Outstanding account balances, bad-debts, write-offs and weak profits. These are the bane of many a business owners and often the cause of frantic hair pulling—and frequent lunch breaks at the local bar. The question is what adjustments can you make that will improve your company’s cash flow? What business intelligence can you look at that will help you make the right tweaks to your business?
Fortunately for you, and unfortunately for your local bartender, as a BillQuick user, there’s some key information available to you that can help you make decisions that could lead to significant changes in your cash flow.
The Two Metrics
In BillQuick’s Collection Center, there are two key metrics that you probably didn’t know about which can be used to increase your profitability. These real-time metrics are:
- Time Entry to Invoice: The average number of days between the services provided and the invoices mailed.
- Invoice to Payment: The average number of days between the invoices mailed and the payments received.
Your cash flow is directly controlled by these two metrics. If you can lower each of these numbers, you will experience significant improvements in your cash flow over the next year.
Assuming that your monthly billing is $100,000, if your current metrics for Time Entry to Invoice and Invoice to Payments are both 60 days and your annual revenue is $800,000. Decreasing both numbers by 30 will result in a gain of two billing months—bumping your revenue up to $1,000,000. That’s a 25% increase!

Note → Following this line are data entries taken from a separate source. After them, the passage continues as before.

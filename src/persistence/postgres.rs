use crate::prelude::*;

use crate::base::record::{NewTransferRecord, RecordId, StoredColumns, TransferRecord};
use crate::base::session::SessionId;
use crate::persistence::{TRANSFERS_TABLE, TransferStore};
use crate::settings::DatabaseConnectionSpec;
use sqlx::PgPool;
use sqlx::postgres::PgPoolOptions;

pub struct PostgresTransferStore {
    pool: PgPool,
}

#[derive(sqlx::FromRow)]
struct TransferRow {
    id: uuid::Uuid,
    session_id: String,
    kind: String,
    file_name: Option<String>,
    file_size: Option<i64>,
    blob_ref: Option<String>,
    text_content: Option<String>,
    device_name: String,
    created_at: DateTime<Utc>,
}

impl TryFrom<TransferRow> for TransferRecord {
    type Error = Error;

    fn try_from(row: TransferRow) -> Result<Self> {
        TransferRecord::try_from(StoredColumns {
            id: row.id.to_string(),
            session_id: row.session_id,
            kind: row.kind,
            file_name: row.file_name,
            file_size: row.file_size,
            blob_ref: row.blob_ref,
            text_content: row.text_content,
            device_name: row.device_name,
            created_at: row.created_at,
        })
    }
}

const SELECT_COLUMNS: &str = "id, session_id, kind, file_name, file_size, blob_ref, text_content, device_name, created_at";

impl PostgresTransferStore {
    pub fn new(pool: PgPool) -> Self {
        Self { pool }
    }

    pub async fn connect(spec: &DatabaseConnectionSpec) -> Result<Self> {
        let pool = PgPoolOptions::new()
            .max_connections(spec.max_connections)
            .connect(&spec.url)
            .await?;
        info!(max_connections = spec.max_connections, "connected to postgres");
        Ok(Self::new(pool))
    }
}

#[async_trait]
impl TransferStore for PostgresTransferStore {
    async fn setup(&self) -> Result<()> {
        let create_table = format!(
            "CREATE TABLE IF NOT EXISTS {TRANSFERS_TABLE} (
                seq BIGSERIAL NOT NULL,
                id UUID PRIMARY KEY DEFAULT gen_random_uuid(),
                session_id TEXT NOT NULL,
                kind TEXT NOT NULL CHECK (kind IN ('photo', 'video', 'document', 'text')),
                file_name TEXT,
                file_size BIGINT,
                blob_ref TEXT,
                text_content TEXT,
                device_name TEXT NOT NULL,
                created_at TIMESTAMPTZ NOT NULL DEFAULT clock_timestamp(),

                CHECK (
                    (kind = 'text' AND text_content IS NOT NULL
                        AND file_name IS NULL AND file_size IS NULL AND blob_ref IS NULL)
                    OR (kind <> 'text' AND text_content IS NULL
                        AND file_name IS NOT NULL AND file_size > 0 AND blob_ref IS NOT NULL)
                )
            );"
        );
        sqlx::query(&create_table).execute(&self.pool).await?;
        let create_index = format!(
            "CREATE INDEX IF NOT EXISTS {TRANSFERS_TABLE}_session_created_idx
                ON {TRANSFERS_TABLE} (session_id, created_at DESC);"
        );
        sqlx::query(&create_index).execute(&self.pool).await?;
        Ok(())
    }

    async fn insert(&self, record: NewTransferRecord) -> Result<TransferRecord> {
        record.validate()?;
        let columns = record.columns();
        let query_str = format!(
            "INSERT INTO {TRANSFERS_TABLE}
                (session_id, kind, file_name, file_size, blob_ref, text_content, device_name)
                VALUES ($1, $2, $3, $4, $5, $6, $7)
                RETURNING {SELECT_COLUMNS}"
        );
        let row: TransferRow = sqlx::query_as(&query_str)
            .bind(record.session_id.as_str())
            .bind(record.kind.as_str())
            .bind(columns.file_name)
            .bind(columns.file_size)
            .bind(columns.blob_ref)
            .bind(columns.text_content)
            .bind(&record.device_name)
            .fetch_one(&self.pool)
            .await?;
        row.try_into()
    }

    async fn query_by_session(&self, session_id: &SessionId) -> Result<Vec<TransferRecord>> {
        let query_str = format!(
            "SELECT {SELECT_COLUMNS} FROM {TRANSFERS_TABLE}
                WHERE session_id = $1
                ORDER BY created_at DESC, seq DESC"
        );
        let rows: Vec<TransferRow> = sqlx::query_as(&query_str)
            .bind(session_id.as_str())
            .fetch_all(&self.pool)
            .await?;
        rows.into_iter().map(TransferRecord::try_from).collect()
    }

    async fn delete(&self, id: &RecordId) -> Result<()> {
        // Ids this backend never issued cannot exist in it.
        let Ok(uuid) = uuid::Uuid::parse_str(&id.0) else {
            return Err(Error::NotFound(id.to_string()));
        };
        let query_str = format!("DELETE FROM {TRANSFERS_TABLE} WHERE id = $1");
        let result = sqlx::query(&query_str)
            .bind(uuid)
            .execute(&self.pool)
            .await?;
        if result.rows_affected() == 0 {
            return Err(Error::NotFound(id.to_string()));
        }
        Ok(())
    }
}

Know the Metric, Know the Action
If the bottleneck is in Time Entry to Invoice, it requires an action such as changing the billing frequency or billing practices. If the bottleneck is in Invoice to Payment, you can re-write your engagement letters, fire the bad client or add late fees to future agreements.
Use these statistics to make some small adjustments and see big improvements in your profitability. Before you know it, instead of drowning your sorrows in a bottle—as if you were in a depressing episode of Mad Men—you’ll be buying a round for your co-workers to celebrate a big jump in revenue.